Collected data
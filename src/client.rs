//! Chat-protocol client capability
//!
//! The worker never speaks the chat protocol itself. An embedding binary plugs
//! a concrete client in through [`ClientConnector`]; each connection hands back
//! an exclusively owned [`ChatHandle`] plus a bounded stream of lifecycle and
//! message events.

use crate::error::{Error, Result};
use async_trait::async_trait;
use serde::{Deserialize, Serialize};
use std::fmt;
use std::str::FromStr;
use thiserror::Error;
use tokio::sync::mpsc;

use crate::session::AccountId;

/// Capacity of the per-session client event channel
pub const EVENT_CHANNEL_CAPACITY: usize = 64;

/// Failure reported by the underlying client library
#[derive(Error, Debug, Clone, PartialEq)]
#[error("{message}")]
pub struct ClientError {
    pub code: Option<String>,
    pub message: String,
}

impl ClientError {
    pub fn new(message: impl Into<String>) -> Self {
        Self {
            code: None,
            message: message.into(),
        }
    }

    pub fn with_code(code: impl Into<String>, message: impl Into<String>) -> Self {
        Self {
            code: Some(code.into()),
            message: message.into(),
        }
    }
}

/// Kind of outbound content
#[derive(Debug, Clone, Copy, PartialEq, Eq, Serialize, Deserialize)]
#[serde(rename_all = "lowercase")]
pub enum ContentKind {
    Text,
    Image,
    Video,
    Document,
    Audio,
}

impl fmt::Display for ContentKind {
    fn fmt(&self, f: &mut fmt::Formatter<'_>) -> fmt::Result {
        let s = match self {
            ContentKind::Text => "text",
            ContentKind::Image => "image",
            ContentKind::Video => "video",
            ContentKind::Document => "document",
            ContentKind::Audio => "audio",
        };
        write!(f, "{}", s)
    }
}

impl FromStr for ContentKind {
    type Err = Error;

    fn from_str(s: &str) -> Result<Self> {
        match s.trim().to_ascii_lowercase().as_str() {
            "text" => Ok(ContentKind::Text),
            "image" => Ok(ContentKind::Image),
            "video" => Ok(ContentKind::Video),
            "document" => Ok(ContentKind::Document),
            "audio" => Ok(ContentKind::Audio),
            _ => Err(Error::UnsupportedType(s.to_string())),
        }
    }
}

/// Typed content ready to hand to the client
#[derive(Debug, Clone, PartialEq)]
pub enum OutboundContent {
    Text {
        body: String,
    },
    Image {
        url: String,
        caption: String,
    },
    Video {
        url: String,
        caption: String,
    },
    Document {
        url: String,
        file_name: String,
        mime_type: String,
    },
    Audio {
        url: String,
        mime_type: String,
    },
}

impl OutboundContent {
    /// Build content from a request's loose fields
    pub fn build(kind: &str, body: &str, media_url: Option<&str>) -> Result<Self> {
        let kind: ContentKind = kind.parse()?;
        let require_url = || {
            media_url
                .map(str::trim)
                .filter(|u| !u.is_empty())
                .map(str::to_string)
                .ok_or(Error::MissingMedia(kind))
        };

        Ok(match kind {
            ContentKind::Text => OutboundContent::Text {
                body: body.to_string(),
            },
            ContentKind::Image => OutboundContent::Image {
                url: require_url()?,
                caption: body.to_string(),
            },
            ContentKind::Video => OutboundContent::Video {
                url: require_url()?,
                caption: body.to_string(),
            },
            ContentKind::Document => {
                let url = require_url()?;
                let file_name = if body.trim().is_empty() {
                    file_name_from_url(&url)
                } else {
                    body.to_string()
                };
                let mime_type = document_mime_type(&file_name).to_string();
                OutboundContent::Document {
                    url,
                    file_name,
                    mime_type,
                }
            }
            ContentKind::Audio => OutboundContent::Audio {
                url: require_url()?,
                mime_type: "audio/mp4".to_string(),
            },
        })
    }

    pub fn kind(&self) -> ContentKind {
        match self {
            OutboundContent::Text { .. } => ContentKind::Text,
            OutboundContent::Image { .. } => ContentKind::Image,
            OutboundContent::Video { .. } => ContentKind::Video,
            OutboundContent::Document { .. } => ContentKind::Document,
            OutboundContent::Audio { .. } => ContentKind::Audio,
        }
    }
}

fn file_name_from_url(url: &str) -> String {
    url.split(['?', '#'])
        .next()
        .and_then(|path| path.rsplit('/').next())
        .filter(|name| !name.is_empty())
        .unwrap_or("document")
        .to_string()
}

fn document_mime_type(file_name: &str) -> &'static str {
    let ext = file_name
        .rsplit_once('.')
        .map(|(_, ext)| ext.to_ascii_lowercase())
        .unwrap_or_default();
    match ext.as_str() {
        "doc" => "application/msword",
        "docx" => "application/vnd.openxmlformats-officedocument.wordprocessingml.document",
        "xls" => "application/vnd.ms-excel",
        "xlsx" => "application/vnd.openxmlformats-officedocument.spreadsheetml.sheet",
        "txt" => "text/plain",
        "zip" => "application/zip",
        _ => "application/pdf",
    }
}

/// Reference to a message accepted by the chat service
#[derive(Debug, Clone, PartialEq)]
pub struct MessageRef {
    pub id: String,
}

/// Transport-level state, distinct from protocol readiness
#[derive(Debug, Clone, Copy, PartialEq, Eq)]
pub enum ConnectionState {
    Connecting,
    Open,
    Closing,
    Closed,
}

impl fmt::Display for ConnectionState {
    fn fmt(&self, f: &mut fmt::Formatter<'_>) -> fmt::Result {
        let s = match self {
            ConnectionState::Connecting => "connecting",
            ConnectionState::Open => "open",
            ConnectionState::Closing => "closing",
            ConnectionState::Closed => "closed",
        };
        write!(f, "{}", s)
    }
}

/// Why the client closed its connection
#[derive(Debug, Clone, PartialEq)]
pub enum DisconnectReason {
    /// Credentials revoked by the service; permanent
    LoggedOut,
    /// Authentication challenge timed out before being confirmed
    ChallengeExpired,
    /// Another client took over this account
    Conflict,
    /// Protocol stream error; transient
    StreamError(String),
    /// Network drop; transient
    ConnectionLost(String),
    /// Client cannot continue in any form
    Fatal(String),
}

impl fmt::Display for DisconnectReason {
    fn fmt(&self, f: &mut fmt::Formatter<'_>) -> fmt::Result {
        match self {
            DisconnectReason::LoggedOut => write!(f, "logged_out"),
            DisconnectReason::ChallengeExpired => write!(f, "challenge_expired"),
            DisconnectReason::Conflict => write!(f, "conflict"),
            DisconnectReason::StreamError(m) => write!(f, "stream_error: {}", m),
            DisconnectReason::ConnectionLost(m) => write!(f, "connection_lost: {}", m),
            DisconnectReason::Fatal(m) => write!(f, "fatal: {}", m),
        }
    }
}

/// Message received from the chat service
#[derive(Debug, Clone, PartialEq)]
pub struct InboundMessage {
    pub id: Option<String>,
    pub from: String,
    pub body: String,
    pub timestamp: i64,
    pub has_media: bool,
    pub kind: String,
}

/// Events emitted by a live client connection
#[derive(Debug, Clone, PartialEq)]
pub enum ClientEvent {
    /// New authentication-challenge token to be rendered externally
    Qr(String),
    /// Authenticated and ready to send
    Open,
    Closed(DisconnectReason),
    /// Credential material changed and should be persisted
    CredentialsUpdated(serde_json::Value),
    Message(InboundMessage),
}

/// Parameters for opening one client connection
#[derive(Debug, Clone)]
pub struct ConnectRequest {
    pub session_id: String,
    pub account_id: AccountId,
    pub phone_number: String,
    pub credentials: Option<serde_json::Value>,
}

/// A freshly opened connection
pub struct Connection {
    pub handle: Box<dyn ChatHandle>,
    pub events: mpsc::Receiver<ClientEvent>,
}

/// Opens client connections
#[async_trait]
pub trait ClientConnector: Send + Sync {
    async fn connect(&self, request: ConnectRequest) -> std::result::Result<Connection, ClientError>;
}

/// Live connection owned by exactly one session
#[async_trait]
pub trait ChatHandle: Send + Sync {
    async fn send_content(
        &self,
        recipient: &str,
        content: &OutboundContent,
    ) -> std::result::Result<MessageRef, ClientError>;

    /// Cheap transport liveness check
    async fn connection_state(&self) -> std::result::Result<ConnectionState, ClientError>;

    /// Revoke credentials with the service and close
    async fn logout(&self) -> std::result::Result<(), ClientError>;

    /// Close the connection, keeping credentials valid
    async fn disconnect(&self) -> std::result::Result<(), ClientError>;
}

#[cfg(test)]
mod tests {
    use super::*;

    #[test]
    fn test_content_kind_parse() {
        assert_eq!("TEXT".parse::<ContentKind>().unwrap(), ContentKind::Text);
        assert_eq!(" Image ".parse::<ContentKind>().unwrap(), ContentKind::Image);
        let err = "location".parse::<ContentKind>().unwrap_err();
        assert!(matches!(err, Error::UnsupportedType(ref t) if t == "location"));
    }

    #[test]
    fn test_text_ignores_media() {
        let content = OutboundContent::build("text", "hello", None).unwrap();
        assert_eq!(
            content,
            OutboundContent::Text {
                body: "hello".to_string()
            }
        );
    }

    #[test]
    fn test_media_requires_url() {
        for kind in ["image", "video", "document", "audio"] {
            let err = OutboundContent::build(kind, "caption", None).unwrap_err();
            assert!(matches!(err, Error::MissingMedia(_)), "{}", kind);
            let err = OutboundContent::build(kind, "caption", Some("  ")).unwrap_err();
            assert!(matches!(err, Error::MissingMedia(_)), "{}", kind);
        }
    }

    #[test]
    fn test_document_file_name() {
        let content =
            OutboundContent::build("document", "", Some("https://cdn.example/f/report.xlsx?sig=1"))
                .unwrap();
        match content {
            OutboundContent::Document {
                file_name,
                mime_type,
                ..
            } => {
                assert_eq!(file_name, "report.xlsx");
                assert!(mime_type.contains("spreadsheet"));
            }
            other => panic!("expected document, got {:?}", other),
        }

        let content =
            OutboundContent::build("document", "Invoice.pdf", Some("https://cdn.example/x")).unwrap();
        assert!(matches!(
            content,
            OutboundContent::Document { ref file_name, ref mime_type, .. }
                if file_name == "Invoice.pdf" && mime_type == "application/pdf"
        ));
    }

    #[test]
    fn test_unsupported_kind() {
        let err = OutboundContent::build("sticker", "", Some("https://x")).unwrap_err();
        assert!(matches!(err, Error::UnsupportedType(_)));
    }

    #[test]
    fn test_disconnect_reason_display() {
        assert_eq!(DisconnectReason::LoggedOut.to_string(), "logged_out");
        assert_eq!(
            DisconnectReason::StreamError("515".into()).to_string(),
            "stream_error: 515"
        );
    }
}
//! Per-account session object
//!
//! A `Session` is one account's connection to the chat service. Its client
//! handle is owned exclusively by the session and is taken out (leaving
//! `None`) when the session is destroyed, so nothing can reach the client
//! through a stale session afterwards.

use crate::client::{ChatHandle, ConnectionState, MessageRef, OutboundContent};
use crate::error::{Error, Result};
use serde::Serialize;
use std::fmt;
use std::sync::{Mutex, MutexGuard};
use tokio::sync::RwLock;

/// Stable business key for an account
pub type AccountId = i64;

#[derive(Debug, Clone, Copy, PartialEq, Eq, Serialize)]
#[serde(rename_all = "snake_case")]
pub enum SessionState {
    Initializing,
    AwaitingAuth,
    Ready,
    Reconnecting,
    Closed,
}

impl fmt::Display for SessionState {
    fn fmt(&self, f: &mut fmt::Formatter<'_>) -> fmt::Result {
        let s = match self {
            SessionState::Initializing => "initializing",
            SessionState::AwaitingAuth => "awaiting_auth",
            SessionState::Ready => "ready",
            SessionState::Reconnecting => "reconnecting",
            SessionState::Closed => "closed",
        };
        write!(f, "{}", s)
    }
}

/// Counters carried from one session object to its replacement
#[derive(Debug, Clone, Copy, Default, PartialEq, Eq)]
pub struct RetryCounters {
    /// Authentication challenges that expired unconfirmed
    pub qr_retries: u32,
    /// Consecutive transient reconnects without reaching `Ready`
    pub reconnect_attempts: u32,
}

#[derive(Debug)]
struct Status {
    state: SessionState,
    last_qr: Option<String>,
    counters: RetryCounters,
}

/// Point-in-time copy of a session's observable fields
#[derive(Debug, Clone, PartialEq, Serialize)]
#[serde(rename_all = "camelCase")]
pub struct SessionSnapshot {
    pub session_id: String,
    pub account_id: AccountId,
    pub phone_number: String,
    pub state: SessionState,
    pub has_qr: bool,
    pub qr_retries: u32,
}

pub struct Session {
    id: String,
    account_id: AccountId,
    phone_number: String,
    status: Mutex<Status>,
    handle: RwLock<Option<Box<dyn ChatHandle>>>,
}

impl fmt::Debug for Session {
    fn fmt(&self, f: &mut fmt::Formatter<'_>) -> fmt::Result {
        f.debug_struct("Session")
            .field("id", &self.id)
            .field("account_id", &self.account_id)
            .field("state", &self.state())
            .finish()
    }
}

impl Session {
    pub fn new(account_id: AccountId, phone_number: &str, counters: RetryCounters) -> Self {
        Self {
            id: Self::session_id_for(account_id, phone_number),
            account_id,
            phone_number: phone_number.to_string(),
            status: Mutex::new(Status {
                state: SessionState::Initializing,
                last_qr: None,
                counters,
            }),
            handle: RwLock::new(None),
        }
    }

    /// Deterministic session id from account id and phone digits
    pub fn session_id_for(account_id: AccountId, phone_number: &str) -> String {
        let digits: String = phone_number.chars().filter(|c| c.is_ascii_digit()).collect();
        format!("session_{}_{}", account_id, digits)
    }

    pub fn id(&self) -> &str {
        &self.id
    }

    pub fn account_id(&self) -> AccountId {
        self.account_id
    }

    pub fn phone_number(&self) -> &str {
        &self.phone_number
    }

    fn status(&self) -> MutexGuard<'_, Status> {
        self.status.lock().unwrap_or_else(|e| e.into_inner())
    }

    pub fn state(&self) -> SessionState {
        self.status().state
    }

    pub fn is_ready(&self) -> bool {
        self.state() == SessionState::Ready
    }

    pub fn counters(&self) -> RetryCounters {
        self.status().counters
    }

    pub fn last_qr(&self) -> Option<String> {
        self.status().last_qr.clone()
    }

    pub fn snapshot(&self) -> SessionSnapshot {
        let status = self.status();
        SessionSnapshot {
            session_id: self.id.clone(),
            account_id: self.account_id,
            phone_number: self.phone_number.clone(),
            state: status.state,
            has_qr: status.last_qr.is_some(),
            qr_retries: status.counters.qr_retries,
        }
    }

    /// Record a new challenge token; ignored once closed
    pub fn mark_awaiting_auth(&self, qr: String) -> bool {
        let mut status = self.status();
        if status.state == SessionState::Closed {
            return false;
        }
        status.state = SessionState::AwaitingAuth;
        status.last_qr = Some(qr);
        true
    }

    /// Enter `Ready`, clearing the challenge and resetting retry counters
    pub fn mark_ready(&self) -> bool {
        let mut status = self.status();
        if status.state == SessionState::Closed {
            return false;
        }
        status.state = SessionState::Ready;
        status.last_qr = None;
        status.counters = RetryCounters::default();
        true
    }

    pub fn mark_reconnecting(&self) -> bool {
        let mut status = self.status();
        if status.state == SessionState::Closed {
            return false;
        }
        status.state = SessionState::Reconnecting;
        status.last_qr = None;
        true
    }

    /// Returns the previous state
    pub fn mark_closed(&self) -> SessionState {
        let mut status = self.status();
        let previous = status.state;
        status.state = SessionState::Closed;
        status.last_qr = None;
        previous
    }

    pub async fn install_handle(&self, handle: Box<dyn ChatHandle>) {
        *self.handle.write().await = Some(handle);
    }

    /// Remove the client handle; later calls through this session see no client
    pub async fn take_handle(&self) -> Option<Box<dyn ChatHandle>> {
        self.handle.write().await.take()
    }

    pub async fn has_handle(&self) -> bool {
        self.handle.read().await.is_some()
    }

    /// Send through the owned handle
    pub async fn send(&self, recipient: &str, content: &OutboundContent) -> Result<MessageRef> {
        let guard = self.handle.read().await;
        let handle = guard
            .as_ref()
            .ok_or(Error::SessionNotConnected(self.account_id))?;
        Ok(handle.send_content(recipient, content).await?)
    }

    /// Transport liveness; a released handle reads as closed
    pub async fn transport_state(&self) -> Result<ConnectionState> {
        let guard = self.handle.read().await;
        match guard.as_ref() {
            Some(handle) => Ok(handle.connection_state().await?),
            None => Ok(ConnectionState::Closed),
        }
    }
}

## [Task]
Check each line above for the string "Value" and show the ones that have it.

## [Output of the task]
    CredentialsUpdated(serde_json::Value),
    pub credentials: Option<serde_json::Value>,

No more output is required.